В этот раз режиссер не пытался создать впечатление исторической Испании. Напротив, он был устремлен к Испании маскарадной — как бы увиденной фантазией Пушкина, далекой от исторической точности. Общая театральность подчеркивалась еще участием слуг просцениума — на сей раз не арапчат, а мальчиков в одежде капуцинов, расставлявших на глазах публики бутафорию (без этой колоритной живой детали Мейерхольд обходиться не мог).

Интересно, что, трактуя Дон Жуана как одержимого одной лишь страстью и целью — эротоманией, он посоветовал Головину сделать схожими комнаты обеих женщин, Лауры и Донны Анны.

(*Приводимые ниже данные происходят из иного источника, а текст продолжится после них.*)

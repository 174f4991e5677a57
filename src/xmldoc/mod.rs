//! Arena-backed XML tree (C7) and the chunk/pointer/projector stack (C3-C5)
//! built on top of it to materialise stand-off annotations as inline markup.

pub mod chunk;
pub mod pointer;
pub mod projector;
pub mod tree;

pub use chunk::{Chunk, ChunkKind};
pub use pointer::{PositionPointer, RecalcInfo};
pub use projector::{Document, ProjectorConfig};
pub use tree::{NodeId, Tree};
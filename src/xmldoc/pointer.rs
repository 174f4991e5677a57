//! Position pointer (C4): a forward-only walk over the text-chunk index
//! that locks once it first passes a target character offset, retaining its
//! trail of visited chunks so a caller can later ask for the best chunk to
//! anchor an annotation edge at that offset.

use super::chunk::{has_content, Chunk, ChunkKind};
use super::tree::{NodeId, Tree};
use crate::range::Range;

/// What changed in a pointer's trail after one tree mutation, broadcast to
/// every live pointer so each can bring its own trail up to date without
/// re-walking the tree from scratch.
#[derive(Debug, Clone)]
pub struct RecalcInfo {
    pub start_chunk: Chunk,
    pub old_start_range: Range,
    pub end_chunk: Option<Chunk>,
    pub old_end_range: Option<Range>,
    pub anno_text_chunk: Chunk,
    pub anno_tail_chunk: Option<Chunk>,
}

#[derive(Debug, Clone)]
pub struct PositionPointer {
    target: usize,
    pos: usize,
    trail: Vec<Chunk>,
    locked: bool,
}

impl PositionPointer {
    pub fn new(target: usize) -> Self {
        Self {
            target,
            pos: 0,
            trail: Vec::new(),
            locked: false,
        }
    }

    pub fn target(&self) -> usize {
        self.target
    }

    pub fn is_locked(&self) -> bool {
        self.locked
    }

    pub fn trail(&self) -> &[Chunk] {
        &self.trail
    }

    fn push(&mut self, range: Range, node: Option<NodeId>, kind: ChunkKind) {
        if self.locked {
            return;
        }
        self.pos = range.end;
        self.trail.push(Chunk { range, node, kind });
        if self.pos > self.target {
            self.locked = true;
        }
    }

    fn advance_text(&mut self, tree: &Tree, node: NodeId, kind: ChunkKind) {
        if self.locked {
            return;
        }
        let content = match kind {
            ChunkKind::Text => tree.node(node).text.as_deref(),
            ChunkKind::Tail => tree.node(node).tail.as_deref(),
            ChunkKind::Newline => unreachable!("newline chunks go through advance_newline"),
        };
        let len = content.map(|t| t.chars().count()).unwrap_or(0);
        let range = Range::new(self.pos, self.pos + len);
        self.push(range, Some(node), kind);
    }

    fn advance_newline(&mut self) {
        if self.locked {
            return;
        }
        let range = Range::new(self.pos, self.pos + 1);
        self.push(range, None, ChunkKind::Newline);
    }

    /// Walks `node` and its subtree per the chunking rule, appending to the
    /// trail and stopping as soon as the pointer locks.
    pub fn seek(&mut self, tree: &Tree, node: NodeId) {
        if self.locked {
            return;
        }

        let has_text = has_content(&tree.node(node).text);
        if has_text {
            self.advance_text(tree, node, ChunkKind::Text);
            if self.locked {
                return;
            }
        }

        let child_count = tree.node(node).children.len();
        for i in 0..child_count {
            let child = tree.node(node).children[i];
            self.seek(tree, child);
            if self.locked {
                return;
            }
        }

        if has_text || child_count > 0 {
            self.advance_newline();
            if self.locked {
                return;
            }
        }

        if has_content(&tree.node(node).tail) {
            self.advance_text(tree, node, ChunkKind::Tail);
        }
    }

    /// The chunk that is as close as possible to the target, approached from
    /// the left. Used to anchor the *start* of an annotation range.
    pub fn max_matching_chunk(&self) -> Option<Chunk> {
        let mut passed_target = false;
        for chunk in self.trail.iter().rev() {
            let in_range = chunk.range.contains_inclusive_edge(self.target);
            if !matches!(chunk.kind, ChunkKind::Newline) && (in_range || passed_target) {
                return Some(*chunk);
            }
            if in_range {
                passed_target = true;
            }
        }
        None
    }

    /// The chunk that is as close as possible to the target, approached from
    /// the right. Used to anchor the *end* of an annotation range.
    ///
    /// Newline chunks are skipped both as the containment-failure trigger
    /// and as the returned candidate: they carry no node to anchor surgery
    /// on, so the nearest non-newline chunk on either side stands in.
    pub fn min_matching_chunk(&self) -> Option<Chunk> {
        let mut last: Option<Chunk> = None;
        let mut last_non_newline: Option<Chunk> = None;
        for chunk in self.trail.iter().rev() {
            if !matches!(chunk.kind, ChunkKind::Newline) && !chunk.range.contains_inclusive_edge(self.target) {
                if let Some(candidate) = last_non_newline {
                    return Some(candidate);
                }
            }
            if !matches!(chunk.kind, ChunkKind::Newline) {
                last_non_newline = Some(*chunk);
            }
            last = Some(*chunk);
        }
        last
    }

    /// Brings the trail up to date after a tree mutation elsewhere in the
    /// document (possibly caused by this very pointer's own overlay).
    pub fn recalculate(&mut self, info: &RecalcInfo) {
        let start_idx = self
            .trail
            .iter()
            .position(|c| c.range == info.old_start_range);

        let mut idx: Option<usize> = None;
        if let Some(i) = start_idx {
            self.trail[i].range = info.start_chunk.range;
            idx = Some(i);
        } else if let Some(i) = self.trail.iter().position(|c| *c == info.start_chunk) {
            idx = Some(i);
        }

        if let Some(mut i) = idx {
            if info.anno_text_chunk.range.start <= self.target {
                self.trail.insert(i + 1, info.anno_text_chunk);
                i += 1;
            }
            if info.old_end_range.is_none() {
                if let Some(tail_chunk) = info.anno_tail_chunk {
                    if tail_chunk.range.start <= self.target {
                        self.trail.insert(i + 1, tail_chunk);
                    }
                }
            }
        }

        // Located only now, after the start-side splice above: any earlier
        // index would be stale once that insert has shifted the trail.
        let end_idx = info
            .old_end_range
            .and_then(|old| self.trail.iter().position(|c| c.range == old));

        if let Some(i) = end_idx {
            self.trail[i].range = info
                .end_chunk
                .expect("old_end_range implies end_chunk is set")
                .range;
            if let Some(tail_chunk) = info.anno_tail_chunk {
                if tail_chunk.range.start <= self.target {
                    self.trail.insert(i + 1, tail_chunk);
                }
            }
        }
    }
}

#[cfg(test)]
mod tests {
    use super::*;
    use crate::xmldoc::tree::Tree;

    #[test]
    fn seek_locks_once_target_is_passed() {
        let tree = Tree::parse("<r>he<b>ll</b>o</r>").unwrap();
        let mut pointer = PositionPointer::new(3);
        pointer.seek(&tree, tree.root());
        assert!(pointer.is_locked());
        // flat text is "hell\no\n"; offset 3 falls inside b's text chunk [2,4)
        let trail = pointer.trail();
        assert_eq!(trail.last().unwrap().range, Range::new(2, 4));
    }

    #[test]
    fn max_matching_chunk_prefers_chunk_at_or_before_target() {
        let tree = Tree::parse("<r>he<b>ll</b>o</r>").unwrap();
        let mut pointer = PositionPointer::new(2);
        pointer.seek(&tree, tree.root());
        let chunk = pointer.max_matching_chunk().unwrap();
        // target 2 sits on the r.text/b.text boundary; inclusive-edge
        // containment makes both candidates match, newest wins.
        assert_eq!(chunk.range, Range::new(2, 4));
    }

    #[test]
    fn min_matching_chunk_falls_back_to_oldest_chunk() {
        let tree = Tree::parse("<r>hello</r>").unwrap();
        let mut pointer = PositionPointer::new(0);
        pointer.seek(&tree, tree.root());
        let chunk = pointer.min_matching_chunk().unwrap();
        assert_eq!(chunk.range, Range::new(0, 5));
    }

    #[test]
    fn recalculate_updates_start_range_and_splices_annotation_text_chunk() {
        let tree = Tree::parse("<r>hello</r>").unwrap();
        let mut pointer = PositionPointer::new(4);
        pointer.seek(&tree, tree.root());

        let old_start_range = Range::new(0, 5);
        let start_chunk = pointer.trail()[0];
        let new_start_chunk = Chunk {
            range: Range::new(0, 1),
            ..start_chunk
        };
        let anno_text_chunk = Chunk {
            range: Range::new(1, 4),
            node: start_chunk.node,
            kind: ChunkKind::Text,
        };

        let info = RecalcInfo {
            start_chunk: new_start_chunk,
            old_start_range,
            end_chunk: None,
            old_end_range: None,
            anno_text_chunk,
            anno_tail_chunk: None,
        };
        pointer.recalculate(&info);

        assert_eq!(pointer.trail()[0].range, Range::new(0, 1));
        assert_eq!(pointer.trail()[1].range, Range::new(1, 4));
    }
}
//! The in-memory result of reading (or input to writing) one CATMA TEI
//! stand-off annotation collection.

use crate::annotation::Annotation;
use crate::tagset::Tagset;

/// Format version this codec reads and writes. Older (version 4) collections
/// are rejected outright rather than upgraded.
pub const CATMA_TEI_VERSION: i32 = 5;

/// The TEI namespace declared on a written collection's root element.
pub const TEI_NAMESPACE: &str = "http://www.tei-c.org/ns/1.0";

/// A loaded (or about-to-be-written) annotation collection: its metadata, the
/// tagsets its annotations' tags belong to, and the annotations themselves.
#[derive(Debug, Clone)]
pub struct Collection {
    pub version: i32,
    pub title: String,
    pub author: String,
    pub publisher: String,
    pub description: String,
    /// Length of the annotated text and the annotated document's id, both
    /// derived from the collection's last `<ptr>` anchor. `None` when the
    /// collection carries no pointer anchors (only possible via
    /// [`super::reader::StandoffReader::read_lenient`]).
    pub text_length: Option<usize>,
    pub document_id: Option<String>,
    pub tagsets: Vec<Tagset>,
    pub annotations: Vec<Annotation>,
}

impl Collection {
    /// Creates a new collection ready to be written: `text_length` and
    /// `document_id` are required since a freshly authored collection always
    /// anchors to a concrete source document.
    pub fn new(
        title: impl Into<String>,
        author: impl Into<String>,
        text_length: usize,
        document_id: impl Into<String>,
    ) -> Self {
        let author = author.into();
        Self {
            version: CATMA_TEI_VERSION,
            title: title.into(),
            publisher: author.clone(),
            author,
            description: "empty".to_owned(),
            text_length: Some(text_length),
            document_id: Some(document_id.into()),
            tagsets: Vec::new(),
            annotations: Vec::new(),
        }
    }
}
//! Arena-backed, mutable XML tree.
//!
//! `serde`-derived structs (the style `support.rs`'s callers use for the
//! stand-off format itself) give every element a fixed shape but no stable
//! identity once parsed — there is nothing to hold onto while splicing a new
//! element into the middle of a sibling list. This arena trades that
//! convenience for node identity: every element is a [`Node`] addressed by a
//! [`NodeId`], parent links are stored on the node itself and kept current as
//! nodes are inserted or moved, mirroring the source's separately maintained
//! parent map but without a second structure to keep in sync.

use std::io::Cursor;

use quick_xml::events::{BytesEnd, BytesStart, BytesText, Event};
use quick_xml::{Reader, Writer};

use crate::errors::CatmaError;

/// Index into a [`Tree`]'s arena. Stable for the lifetime of the tree; never
/// reused after a node is removed.
#[derive(Debug, Clone, Copy, PartialEq, Eq, Hash, PartialOrd, Ord)]
pub struct NodeId(usize);

/// One XML element. Character data is kept ElementTree-style: `text` is the
/// content immediately inside the element before its first child, `tail` is
/// the content immediately after the element's closing tag, inside the
/// parent.
#[derive(Debug, Clone)]
pub struct Node {
    pub parent: Option<NodeId>,
    pub name: String,
    pub attributes: Vec<(String, String)>,
    pub children: Vec<NodeId>,
    pub text: Option<String>,
    pub tail: Option<String>,
}

impl Node {
    fn new(name: impl Into<String>) -> Self {
        Self {
            parent: None,
            name: name.into(),
            attributes: Vec::new(),
            children: Vec::new(),
            text: None,
            tail: None,
        }
    }

    pub fn attribute(&self, key: &str) -> Option<&str> {
        self.attributes
            .iter()
            .find(|(k, _)| k == key)
            .map(|(_, v)| v.as_str())
    }

    pub fn set_attribute(&mut self, key: impl Into<String>, value: impl Into<String>) {
        let key = key.into();
        match self.attributes.iter_mut().find(|(k, _)| *k == key) {
            Some((_, existing)) => *existing = value.into(),
            None => self.attributes.push((key, value.into())),
        }
    }
}

/// An arena of [`Node`]s rooted at a single element.
#[derive(Debug, Clone)]
pub struct Tree {
    nodes: Vec<Node>,
    root: NodeId,
}

impl Tree {
    /// Parses an XML document from `xml` into a tree. Only element, text and
    /// CDATA content is retained; processing instructions, comments and the
    /// XML declaration are dropped, matching what the projector needs to
    /// round-trip the flat-text projection.
    pub fn parse(xml: &str) -> Result<Self, CatmaError> {
        let mut reader = Reader::from_str(xml);
        reader.config_mut().trim_text(false);

        let mut nodes: Vec<Node> = Vec::new();
        let mut stack: Vec<NodeId> = Vec::new();
        let mut root: Option<NodeId> = None;
        let mut buf = Vec::new();

        loop {
            match reader.read_event_into(&mut buf)? {
                Event::Start(start) => {
                    let id = push_element(&mut nodes, &start)?;
                    attach(&mut nodes, &mut stack, root, id);
                    if root.is_none() {
                        root = Some(id);
                    }
                    stack.push(id);
                }
                Event::Empty(start) => {
                    let id = push_element(&mut nodes, &start)?;
                    attach(&mut nodes, &mut stack, root, id);
                    if root.is_none() {
                        root = Some(id);
                    }
                }
                Event::End(_) => {
                    stack.pop();
                }
                Event::Text(text) => {
                    let decoded = text.unescape().unwrap_or_default().into_owned();
                    if decoded.is_empty() {
                        continue;
                    }
                    append_char_data(&mut nodes, &stack, decoded);
                }
                Event::CData(cdata) => {
                    let decoded = String::from_utf8(cdata.into_inner().into_owned()).unwrap_or_default();
                    if decoded.is_empty() {
                        continue;
                    }
                    append_char_data(&mut nodes, &stack, decoded);
                }
                Event::Eof => break,
                _ => {}
            }
            buf.clear();
        }

        let root = root.ok_or(CatmaError::NoData)?;
        Ok(Self { nodes, root })
    }

    /// Serialises the tree back to an XML string.
    pub fn to_xml(&self) -> Result<String, CatmaError> {
        let mut writer = Writer::new(Cursor::new(Vec::new()));
        self.write_node(&mut writer, self.root)?;
        let bytes = writer.into_inner().into_inner();
        Ok(String::from_utf8(bytes).map_err(|e| e.utf8_error())?)
    }

    fn write_node(&self, writer: &mut Writer<Cursor<Vec<u8>>>, id: NodeId) -> Result<(), CatmaError> {
        let node = self.node(id);
        let mut start = BytesStart::new(node.name.clone());
        for (key, value) in &node.attributes {
            start.push_attribute((key.as_str(), value.as_str()));
        }

        if node.children.is_empty() && node.text.is_none() {
            writer.write_event(Event::Empty(start))?;
        } else {
            writer.write_event(Event::Start(start))?;
            if let Some(text) = &node.text {
                writer.write_event(Event::Text(BytesText::new(text)))?;
            }
            for child in &node.children {
                self.write_node(writer, *child)?;
            }
            writer.write_event(Event::End(BytesEnd::new(node.name.clone())))?;
        }

        if let Some(tail) = &node.tail {
            writer.write_event(Event::Text(BytesText::new(tail)))?;
        }

        Ok(())
    }

    pub fn root(&self) -> NodeId {
        self.root
    }

    pub fn node(&self, id: NodeId) -> &Node {
        &self.nodes[id.0]
    }

    pub fn node_mut(&mut self, id: NodeId) -> &mut Node {
        &mut self.nodes[id.0]
    }

    /// Creates a detached node (no parent, no children yet); the caller
    /// attaches it with [`Tree::insert_child`].
    pub fn create_node(&mut self, name: impl Into<String>) -> NodeId {
        self.nodes.push(Node::new(name));
        NodeId(self.nodes.len() - 1)
    }

    /// Inserts `child` into `parent`'s children at `index`, updating both
    /// nodes' links. `child` must currently be detached (no parent) — callers
    /// moving a node must call [`Tree::remove_child`] first.
    pub fn insert_child(&mut self, parent: NodeId, index: usize, child: NodeId) {
        self.nodes[child.0].parent = Some(parent);
        let children = &mut self.nodes[parent.0].children;
        let index = index.min(children.len());
        children.insert(index, child);
    }

    /// Detaches `child` from its current parent, returning the index it held.
    /// Returns a [`CatmaError::StructuralInvariantViolated`] if `child`'s
    /// recorded parent no longer lists it, which signals the tree has
    /// drifted from the chunk/pointer bookkeeping that assumed it.
    pub fn remove_child(&mut self, parent: NodeId, child: NodeId) -> Result<usize, CatmaError> {
        let children = &mut self.nodes[parent.0].children;
        let position = children
            .iter()
            .position(|c| *c == child)
            .ok_or_else(|| {
                CatmaError::StructuralInvariantViolated(format!(
                    "node {:?} is not a child of its recorded parent {:?}",
                    child, parent
                ))
            })?;
        children.remove(position);
        self.nodes[child.0].parent = None;
        Ok(position)
    }

    /// Index of `child` within `parent`'s children, if still attached there.
    pub fn child_index(&self, parent: NodeId, child: NodeId) -> Option<usize> {
        self.node(parent).children.iter().position(|c| *c == child)
    }

    /// Declares an XML namespace on the root element as `xmlns:prefix="uri"`.
    pub fn declare_namespace(&mut self, prefix: &str, uri: &str) {
        let root = self.root;
        self.node_mut(root)
            .set_attribute(format!("xmlns:{prefix}"), uri);
    }
}

fn push_element(nodes: &mut Vec<Node>, start: &BytesStart) -> Result<NodeId, CatmaError> {
    let name = String::from_utf8(start.name().as_ref().to_vec()).map_err(|e| e.utf8_error())?;
    let mut node = Node::new(name);
    for attr in start.attributes() {
        let attr = attr?;
        let key = String::from_utf8(attr.key.as_ref().to_vec()).map_err(|e| e.utf8_error())?;
        let value = attr.unescape_value().unwrap_or_default().into_owned();
        node.attributes.push((key, value));
    }
    nodes.push(node);
    Ok(NodeId(nodes.len() - 1))
}

fn attach(nodes: &mut [Node], stack: &mut [NodeId], root: Option<NodeId>, id: NodeId) {
    if let Some(&parent) = stack.last() {
        nodes[id.0].parent = Some(parent);
        nodes[parent.0].children.push(id);
    } else {
        let _ = root;
    }
}

fn append_char_data(nodes: &mut [Node], stack: &[NodeId], text: String) {
    match stack.last() {
        // Character data before any child of the current element is `text`;
        // appended in case a CDATA section follows plain text.
        Some(&current) if nodes[current.0].children.is_empty() => {
            let existing = nodes[current.0].text.get_or_insert_with(String::new);
            existing.push_str(&text);
        }
        // Otherwise it is the tail of the most recently closed child.
        Some(&current) => {
            let last_child = *nodes[current.0].children.last().expect("checked non-empty above");
            let existing = nodes[last_child.0].tail.get_or_insert_with(String::new);
            existing.push_str(&text);
        }
        None => {}
    }
}

#[cfg(test)]
mod tests {
    use super::*;

    #[test]
    fn parse_roundtrip_preserves_text_and_tail() {
        let xml = "<r>he<b>ll</b>o</r>";
        let tree = Tree::parse(xml).unwrap();
        let root = tree.node(tree.root());
        assert_eq!(root.text.as_deref(), Some("he"));
        assert_eq!(root.children.len(), 1);

        let b = tree.node(root.children[0]);
        assert_eq!(b.name, "b");
        assert_eq!(b.text.as_deref(), Some("ll"));
        assert_eq!(b.tail.as_deref(), Some("o"));
    }

    #[test]
    fn insert_and_remove_child_updates_parent_link() {
        let mut tree = Tree::parse("<r>hello</r>").unwrap();
        let root = tree.root();
        let new_node = tree.create_node("x");
        tree.insert_child(root, 0, new_node);
        assert_eq!(tree.node(new_node).parent, Some(root));
        assert_eq!(tree.node(root).children, vec![new_node]);

        let index = tree.remove_child(root, new_node).unwrap();
        assert_eq!(index, 0);
        assert_eq!(tree.node(new_node).parent, None);
        assert!(tree.node(root).children.is_empty());
    }

    #[test]
    fn remove_child_not_attached_is_structural_violation() {
        let mut tree = Tree::parse("<r>hello</r>").unwrap();
        let root = tree.root();
        let stray = tree.create_node("x");
        assert!(matches!(
            tree.remove_child(root, stray),
            Err(CatmaError::StructuralInvariantViolated(_))
        ));
    }

    #[test]
    fn to_xml_roundtrips_simple_document() {
        let xml = "<r>he<b>ll</b>o</r>";
        let tree = Tree::parse(xml).unwrap();
        assert_eq!(tree.to_xml().unwrap(), xml);
    }
}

Суть — все женщины для героя как бы одна.

В финале он резко подчеркнул страх и ужас Дон Жуана, преследуемого Командором. Для этого был сделан длинный коридор, уходящий в глубину сцены — из этой глубины медленно выходила фигура Командора и, неотвратимо преследуя Дон Жуана, спускалась по ряду ступеней на просцениум, почти да самого зала… Стоит ли говорить, что и это впечатляющее зрелище многие потом сочли предвестием, предсказанием будущих трагических событий? И напрасно, потому что режиссер в том сезоне был настроен скорее оптимистично, планировал будущие спектакли и даже не подозревал — впрочем, как и царская власть, — что вскоре привычная жизнь канет в никуда.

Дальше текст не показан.